[Stored entries]
:::

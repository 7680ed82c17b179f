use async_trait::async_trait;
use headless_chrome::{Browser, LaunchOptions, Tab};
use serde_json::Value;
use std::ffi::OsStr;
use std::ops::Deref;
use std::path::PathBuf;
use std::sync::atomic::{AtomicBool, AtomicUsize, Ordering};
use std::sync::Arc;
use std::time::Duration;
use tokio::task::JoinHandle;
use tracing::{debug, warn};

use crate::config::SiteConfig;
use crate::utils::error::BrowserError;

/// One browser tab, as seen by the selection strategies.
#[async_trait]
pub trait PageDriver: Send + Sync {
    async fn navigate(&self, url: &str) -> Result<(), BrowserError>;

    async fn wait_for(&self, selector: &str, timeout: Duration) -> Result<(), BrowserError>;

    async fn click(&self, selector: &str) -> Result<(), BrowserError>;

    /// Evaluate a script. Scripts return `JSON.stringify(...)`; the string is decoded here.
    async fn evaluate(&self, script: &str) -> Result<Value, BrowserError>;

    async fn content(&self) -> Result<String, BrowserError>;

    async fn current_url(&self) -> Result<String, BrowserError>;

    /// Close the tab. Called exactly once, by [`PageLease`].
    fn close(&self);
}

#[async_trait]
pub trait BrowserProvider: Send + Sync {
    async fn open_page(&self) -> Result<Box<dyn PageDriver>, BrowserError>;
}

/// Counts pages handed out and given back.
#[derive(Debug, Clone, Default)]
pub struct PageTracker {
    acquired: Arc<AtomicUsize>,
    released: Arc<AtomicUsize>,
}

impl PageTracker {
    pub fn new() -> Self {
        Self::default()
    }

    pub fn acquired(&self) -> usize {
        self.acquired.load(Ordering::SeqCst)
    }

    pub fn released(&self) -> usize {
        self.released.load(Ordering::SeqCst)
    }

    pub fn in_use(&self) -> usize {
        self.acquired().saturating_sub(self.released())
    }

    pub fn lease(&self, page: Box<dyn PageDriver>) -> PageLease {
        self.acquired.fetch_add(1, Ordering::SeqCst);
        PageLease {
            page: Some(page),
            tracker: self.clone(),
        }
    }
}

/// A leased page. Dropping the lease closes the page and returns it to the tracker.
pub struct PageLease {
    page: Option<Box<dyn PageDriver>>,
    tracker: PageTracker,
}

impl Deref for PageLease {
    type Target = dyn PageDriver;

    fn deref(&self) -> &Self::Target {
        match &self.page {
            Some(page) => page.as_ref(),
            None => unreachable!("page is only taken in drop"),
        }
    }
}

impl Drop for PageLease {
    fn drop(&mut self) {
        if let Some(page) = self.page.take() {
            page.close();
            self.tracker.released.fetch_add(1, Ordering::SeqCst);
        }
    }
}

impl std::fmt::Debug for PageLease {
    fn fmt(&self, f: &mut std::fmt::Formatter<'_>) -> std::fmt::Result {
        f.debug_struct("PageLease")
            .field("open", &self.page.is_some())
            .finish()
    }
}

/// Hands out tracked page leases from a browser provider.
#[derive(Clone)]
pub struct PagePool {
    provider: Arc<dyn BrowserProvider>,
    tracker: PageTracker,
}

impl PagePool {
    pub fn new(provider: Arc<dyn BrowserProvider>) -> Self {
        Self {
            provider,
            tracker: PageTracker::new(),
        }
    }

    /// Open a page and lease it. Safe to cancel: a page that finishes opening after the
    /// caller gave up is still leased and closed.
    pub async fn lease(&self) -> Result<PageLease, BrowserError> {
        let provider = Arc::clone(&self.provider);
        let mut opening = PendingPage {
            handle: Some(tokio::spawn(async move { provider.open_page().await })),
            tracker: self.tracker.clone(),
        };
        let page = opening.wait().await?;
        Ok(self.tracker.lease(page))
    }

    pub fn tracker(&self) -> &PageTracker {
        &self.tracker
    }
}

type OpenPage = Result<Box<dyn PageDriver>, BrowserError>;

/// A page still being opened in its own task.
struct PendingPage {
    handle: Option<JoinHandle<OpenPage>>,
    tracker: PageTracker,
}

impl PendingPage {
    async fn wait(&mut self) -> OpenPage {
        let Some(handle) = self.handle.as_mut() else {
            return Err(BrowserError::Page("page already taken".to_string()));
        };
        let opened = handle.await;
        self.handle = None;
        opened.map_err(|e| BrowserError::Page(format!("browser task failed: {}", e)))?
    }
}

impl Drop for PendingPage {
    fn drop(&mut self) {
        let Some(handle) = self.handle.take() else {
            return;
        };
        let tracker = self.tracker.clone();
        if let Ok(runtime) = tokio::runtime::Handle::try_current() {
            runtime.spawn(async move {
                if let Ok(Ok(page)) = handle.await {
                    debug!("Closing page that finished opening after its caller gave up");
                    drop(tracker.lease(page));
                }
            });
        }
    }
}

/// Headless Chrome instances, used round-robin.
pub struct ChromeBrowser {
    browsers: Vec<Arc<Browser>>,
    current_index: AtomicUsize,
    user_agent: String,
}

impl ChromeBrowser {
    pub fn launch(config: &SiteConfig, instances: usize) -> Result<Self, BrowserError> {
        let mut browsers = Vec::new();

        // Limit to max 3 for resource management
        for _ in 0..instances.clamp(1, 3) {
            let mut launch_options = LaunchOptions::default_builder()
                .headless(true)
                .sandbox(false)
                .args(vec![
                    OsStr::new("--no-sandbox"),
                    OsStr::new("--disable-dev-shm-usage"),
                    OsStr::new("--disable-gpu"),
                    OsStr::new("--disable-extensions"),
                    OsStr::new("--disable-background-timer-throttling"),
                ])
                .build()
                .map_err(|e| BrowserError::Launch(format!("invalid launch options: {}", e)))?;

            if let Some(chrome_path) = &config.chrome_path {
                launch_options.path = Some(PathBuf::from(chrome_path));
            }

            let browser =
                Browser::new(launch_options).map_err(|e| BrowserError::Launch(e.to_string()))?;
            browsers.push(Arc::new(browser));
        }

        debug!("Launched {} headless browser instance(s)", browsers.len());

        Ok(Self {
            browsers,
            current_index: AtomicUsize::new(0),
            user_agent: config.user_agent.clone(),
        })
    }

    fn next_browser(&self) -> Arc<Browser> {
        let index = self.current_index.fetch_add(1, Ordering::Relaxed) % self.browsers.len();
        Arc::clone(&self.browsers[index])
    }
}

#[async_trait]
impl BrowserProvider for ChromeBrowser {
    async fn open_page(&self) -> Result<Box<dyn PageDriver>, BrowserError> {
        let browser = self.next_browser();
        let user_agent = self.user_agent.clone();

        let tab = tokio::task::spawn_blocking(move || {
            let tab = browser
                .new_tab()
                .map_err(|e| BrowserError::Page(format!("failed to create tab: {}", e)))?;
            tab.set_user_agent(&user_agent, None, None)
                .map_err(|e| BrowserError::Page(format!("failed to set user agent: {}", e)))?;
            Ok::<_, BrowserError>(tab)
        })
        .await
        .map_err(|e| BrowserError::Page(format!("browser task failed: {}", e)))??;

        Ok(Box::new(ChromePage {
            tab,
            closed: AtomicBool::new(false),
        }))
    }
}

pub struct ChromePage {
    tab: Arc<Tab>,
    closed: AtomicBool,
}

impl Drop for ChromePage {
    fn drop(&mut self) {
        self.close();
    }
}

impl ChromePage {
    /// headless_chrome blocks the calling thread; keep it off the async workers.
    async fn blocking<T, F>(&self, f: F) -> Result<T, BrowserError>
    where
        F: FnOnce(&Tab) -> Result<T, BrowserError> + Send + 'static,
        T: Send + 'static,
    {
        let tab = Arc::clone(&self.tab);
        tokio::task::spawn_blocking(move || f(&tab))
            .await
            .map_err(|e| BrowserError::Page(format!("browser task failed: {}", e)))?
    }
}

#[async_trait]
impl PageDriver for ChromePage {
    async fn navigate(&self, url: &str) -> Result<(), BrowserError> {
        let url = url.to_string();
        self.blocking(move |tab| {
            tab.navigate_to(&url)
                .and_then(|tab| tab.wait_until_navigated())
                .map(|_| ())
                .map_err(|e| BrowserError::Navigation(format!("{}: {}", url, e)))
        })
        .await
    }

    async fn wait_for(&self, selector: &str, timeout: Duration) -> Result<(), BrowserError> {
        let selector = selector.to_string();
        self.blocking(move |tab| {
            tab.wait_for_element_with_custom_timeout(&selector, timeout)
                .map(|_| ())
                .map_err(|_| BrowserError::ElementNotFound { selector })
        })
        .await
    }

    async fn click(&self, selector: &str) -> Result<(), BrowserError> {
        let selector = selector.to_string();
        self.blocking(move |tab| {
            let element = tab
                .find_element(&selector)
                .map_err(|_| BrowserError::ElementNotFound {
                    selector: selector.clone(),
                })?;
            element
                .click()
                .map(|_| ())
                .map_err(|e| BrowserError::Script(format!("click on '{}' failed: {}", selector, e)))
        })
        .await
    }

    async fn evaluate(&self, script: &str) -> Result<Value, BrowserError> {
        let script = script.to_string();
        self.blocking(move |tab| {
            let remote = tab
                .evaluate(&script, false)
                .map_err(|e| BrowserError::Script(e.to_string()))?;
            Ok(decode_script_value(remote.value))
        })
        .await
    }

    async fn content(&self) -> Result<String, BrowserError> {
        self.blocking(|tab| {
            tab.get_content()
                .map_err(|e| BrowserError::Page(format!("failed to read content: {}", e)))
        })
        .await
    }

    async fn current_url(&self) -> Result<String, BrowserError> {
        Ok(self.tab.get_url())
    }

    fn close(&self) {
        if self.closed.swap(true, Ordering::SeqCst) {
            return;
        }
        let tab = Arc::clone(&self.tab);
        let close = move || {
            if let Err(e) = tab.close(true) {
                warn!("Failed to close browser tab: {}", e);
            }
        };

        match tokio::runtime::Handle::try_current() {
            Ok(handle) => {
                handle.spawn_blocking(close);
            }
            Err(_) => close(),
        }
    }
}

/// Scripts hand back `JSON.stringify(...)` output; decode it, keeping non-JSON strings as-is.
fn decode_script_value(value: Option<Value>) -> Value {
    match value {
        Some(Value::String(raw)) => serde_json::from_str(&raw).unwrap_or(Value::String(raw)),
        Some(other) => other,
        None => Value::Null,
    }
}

:::

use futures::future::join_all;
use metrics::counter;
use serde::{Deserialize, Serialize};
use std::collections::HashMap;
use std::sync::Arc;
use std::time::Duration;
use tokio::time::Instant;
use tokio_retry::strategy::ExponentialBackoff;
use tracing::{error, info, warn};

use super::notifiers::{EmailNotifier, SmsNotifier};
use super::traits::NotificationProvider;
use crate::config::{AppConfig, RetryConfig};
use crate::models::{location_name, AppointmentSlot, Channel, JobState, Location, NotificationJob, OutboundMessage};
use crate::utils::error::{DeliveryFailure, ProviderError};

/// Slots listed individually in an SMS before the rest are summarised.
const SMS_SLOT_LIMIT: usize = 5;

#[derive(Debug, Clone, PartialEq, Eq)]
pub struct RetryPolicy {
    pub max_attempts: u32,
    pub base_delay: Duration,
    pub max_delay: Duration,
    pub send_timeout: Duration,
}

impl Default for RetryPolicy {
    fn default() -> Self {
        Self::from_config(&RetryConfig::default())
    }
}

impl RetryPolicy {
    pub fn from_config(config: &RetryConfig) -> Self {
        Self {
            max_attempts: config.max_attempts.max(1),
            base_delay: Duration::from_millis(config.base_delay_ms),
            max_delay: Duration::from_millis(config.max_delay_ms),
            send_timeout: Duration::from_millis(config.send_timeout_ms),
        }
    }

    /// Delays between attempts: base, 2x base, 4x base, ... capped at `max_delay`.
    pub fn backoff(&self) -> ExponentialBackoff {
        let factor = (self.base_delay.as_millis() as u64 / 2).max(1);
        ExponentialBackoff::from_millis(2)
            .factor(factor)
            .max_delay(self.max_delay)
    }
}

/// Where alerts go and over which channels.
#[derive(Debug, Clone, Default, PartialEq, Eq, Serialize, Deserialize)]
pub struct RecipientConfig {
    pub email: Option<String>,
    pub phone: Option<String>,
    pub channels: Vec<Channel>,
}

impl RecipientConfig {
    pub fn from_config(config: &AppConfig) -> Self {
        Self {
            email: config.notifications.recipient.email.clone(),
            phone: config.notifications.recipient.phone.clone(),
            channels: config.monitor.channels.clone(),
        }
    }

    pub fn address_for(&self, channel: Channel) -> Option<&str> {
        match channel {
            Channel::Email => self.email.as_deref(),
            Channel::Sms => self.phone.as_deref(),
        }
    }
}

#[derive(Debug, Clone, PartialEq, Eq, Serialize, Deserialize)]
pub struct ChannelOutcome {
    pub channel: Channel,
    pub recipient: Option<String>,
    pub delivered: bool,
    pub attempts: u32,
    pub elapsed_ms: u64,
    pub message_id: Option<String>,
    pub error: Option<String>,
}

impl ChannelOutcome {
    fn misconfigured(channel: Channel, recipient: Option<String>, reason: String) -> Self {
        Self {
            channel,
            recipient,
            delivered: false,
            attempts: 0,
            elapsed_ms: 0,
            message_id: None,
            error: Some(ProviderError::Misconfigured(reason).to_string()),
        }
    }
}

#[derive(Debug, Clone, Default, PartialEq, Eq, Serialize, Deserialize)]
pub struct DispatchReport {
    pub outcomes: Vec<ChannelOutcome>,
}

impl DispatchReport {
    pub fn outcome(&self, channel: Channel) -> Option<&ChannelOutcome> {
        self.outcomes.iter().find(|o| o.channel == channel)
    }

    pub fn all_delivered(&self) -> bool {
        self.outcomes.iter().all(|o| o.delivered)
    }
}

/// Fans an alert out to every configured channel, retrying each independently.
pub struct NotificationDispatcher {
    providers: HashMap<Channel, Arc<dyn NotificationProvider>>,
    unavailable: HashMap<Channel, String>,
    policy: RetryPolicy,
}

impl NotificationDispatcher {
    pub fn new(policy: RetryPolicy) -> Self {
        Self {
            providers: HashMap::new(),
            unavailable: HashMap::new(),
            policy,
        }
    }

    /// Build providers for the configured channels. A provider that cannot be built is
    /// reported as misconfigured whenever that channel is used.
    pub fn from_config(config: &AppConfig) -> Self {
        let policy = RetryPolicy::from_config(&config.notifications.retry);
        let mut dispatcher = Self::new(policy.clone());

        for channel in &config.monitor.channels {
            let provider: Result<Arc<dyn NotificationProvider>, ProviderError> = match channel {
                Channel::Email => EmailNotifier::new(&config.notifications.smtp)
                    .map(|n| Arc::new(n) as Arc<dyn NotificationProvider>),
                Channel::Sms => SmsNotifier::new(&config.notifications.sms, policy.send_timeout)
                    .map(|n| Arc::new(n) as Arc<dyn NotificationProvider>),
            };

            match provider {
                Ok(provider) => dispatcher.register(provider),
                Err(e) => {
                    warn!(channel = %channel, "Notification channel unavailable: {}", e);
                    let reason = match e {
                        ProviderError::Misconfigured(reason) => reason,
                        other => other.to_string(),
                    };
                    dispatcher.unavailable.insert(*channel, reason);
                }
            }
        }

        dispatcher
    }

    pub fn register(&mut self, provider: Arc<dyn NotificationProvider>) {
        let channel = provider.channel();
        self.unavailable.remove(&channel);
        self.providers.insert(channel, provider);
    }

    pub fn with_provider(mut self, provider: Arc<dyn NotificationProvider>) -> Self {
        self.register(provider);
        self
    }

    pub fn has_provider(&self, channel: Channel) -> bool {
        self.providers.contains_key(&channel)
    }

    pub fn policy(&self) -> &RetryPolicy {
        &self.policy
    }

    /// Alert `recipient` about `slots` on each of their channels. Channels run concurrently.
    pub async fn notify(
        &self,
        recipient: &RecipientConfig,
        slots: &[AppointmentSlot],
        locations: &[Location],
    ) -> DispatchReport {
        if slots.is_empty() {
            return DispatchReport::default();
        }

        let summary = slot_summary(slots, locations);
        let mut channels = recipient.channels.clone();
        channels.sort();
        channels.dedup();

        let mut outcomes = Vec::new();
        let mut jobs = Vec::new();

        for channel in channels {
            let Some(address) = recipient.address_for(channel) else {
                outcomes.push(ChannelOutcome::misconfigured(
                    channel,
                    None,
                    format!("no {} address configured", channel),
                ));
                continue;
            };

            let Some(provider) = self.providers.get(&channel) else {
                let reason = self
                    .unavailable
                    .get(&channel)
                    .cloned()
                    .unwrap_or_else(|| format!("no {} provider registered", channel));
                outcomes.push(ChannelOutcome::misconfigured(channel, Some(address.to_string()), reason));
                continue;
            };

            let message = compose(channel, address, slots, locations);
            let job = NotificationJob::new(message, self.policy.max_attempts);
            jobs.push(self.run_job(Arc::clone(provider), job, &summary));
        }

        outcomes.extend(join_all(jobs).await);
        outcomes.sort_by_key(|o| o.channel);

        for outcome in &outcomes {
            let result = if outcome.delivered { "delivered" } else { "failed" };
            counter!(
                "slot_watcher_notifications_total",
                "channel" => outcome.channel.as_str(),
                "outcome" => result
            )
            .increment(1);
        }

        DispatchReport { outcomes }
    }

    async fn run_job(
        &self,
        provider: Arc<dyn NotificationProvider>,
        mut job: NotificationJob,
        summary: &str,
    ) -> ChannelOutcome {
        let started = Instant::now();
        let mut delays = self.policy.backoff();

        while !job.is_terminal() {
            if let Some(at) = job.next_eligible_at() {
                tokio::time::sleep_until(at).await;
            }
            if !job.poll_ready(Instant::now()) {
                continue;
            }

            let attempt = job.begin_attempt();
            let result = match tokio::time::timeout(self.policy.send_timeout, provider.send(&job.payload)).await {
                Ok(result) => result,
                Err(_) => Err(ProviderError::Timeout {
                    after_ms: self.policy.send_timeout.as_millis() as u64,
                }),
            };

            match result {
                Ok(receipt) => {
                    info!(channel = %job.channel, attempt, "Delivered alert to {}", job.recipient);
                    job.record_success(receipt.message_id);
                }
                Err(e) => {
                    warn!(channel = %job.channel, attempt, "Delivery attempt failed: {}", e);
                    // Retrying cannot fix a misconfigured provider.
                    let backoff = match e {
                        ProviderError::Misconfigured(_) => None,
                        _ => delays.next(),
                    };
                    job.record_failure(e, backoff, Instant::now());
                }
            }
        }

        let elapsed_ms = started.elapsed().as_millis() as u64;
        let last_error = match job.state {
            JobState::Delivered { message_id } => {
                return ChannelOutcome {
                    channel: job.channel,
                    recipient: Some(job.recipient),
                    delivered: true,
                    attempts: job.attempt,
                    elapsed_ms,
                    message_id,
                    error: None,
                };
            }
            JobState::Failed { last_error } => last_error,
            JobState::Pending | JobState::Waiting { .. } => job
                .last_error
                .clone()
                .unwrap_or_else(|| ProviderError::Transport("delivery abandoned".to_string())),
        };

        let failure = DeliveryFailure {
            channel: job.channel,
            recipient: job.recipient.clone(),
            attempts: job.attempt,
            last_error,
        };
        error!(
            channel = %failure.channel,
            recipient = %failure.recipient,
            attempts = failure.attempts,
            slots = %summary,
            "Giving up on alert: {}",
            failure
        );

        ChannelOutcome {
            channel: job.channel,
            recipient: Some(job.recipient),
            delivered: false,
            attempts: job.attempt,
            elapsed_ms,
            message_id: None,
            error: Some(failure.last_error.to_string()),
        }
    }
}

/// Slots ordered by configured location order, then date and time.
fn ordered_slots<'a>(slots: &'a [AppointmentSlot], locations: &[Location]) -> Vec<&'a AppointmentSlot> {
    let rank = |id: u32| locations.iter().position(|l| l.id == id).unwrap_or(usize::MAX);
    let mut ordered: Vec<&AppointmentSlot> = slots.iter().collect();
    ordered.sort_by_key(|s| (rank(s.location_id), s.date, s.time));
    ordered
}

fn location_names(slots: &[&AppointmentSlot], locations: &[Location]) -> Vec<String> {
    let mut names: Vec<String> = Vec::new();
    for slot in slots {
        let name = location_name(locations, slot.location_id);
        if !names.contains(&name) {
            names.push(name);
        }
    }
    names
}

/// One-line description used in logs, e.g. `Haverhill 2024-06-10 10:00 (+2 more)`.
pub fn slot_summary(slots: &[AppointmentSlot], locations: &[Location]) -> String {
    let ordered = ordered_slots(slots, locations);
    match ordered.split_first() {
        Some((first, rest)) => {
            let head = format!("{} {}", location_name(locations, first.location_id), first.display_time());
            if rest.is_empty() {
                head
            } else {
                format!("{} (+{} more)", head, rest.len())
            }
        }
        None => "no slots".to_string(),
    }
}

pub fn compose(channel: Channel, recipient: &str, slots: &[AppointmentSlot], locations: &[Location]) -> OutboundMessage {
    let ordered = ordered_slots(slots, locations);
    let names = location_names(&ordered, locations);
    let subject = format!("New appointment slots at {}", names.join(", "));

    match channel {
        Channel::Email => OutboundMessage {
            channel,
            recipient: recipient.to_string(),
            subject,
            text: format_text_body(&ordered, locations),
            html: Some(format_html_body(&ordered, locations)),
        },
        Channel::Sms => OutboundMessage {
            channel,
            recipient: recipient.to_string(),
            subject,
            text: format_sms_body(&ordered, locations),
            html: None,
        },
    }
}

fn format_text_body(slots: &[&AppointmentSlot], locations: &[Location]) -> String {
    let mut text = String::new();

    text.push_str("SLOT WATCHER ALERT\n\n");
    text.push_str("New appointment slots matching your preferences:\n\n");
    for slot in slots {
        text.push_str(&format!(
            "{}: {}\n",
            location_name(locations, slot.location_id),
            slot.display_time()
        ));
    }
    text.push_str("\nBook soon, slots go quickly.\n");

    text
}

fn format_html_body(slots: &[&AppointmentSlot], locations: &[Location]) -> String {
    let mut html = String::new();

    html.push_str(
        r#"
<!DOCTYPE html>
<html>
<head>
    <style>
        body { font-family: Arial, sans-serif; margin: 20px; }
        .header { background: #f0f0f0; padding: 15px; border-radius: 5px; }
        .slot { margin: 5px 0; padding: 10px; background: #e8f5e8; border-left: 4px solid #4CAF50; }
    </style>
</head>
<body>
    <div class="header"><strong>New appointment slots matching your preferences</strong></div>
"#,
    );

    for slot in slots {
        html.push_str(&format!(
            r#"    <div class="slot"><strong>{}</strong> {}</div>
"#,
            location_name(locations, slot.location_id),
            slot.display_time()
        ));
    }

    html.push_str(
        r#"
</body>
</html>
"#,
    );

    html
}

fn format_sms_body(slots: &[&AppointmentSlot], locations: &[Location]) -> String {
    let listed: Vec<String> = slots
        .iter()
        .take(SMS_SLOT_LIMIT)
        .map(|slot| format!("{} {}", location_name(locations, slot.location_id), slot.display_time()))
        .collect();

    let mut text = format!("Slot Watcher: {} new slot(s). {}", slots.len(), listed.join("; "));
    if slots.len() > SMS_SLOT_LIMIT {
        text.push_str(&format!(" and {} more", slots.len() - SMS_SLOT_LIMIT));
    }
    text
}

:::

- **Task instructions**:
The lines above starting at the one that contains "pub struct ChromeBrowser" and ending at the one that contains "for resource management" must be transcribed exactly, and no other lines may appear.

- **Reply**:
pub struct ChromeBrowser {
    browsers: Vec<Arc<Browser>>,
    current_index: AtomicUsize,
    user_agent: String,
}

impl ChromeBrowser {
    pub fn launch(config: &SiteConfig, instances: usize) -> Result<Self, BrowserError> {
        let mut browsers = Vec::new();

        // Limit to max 3 for resource management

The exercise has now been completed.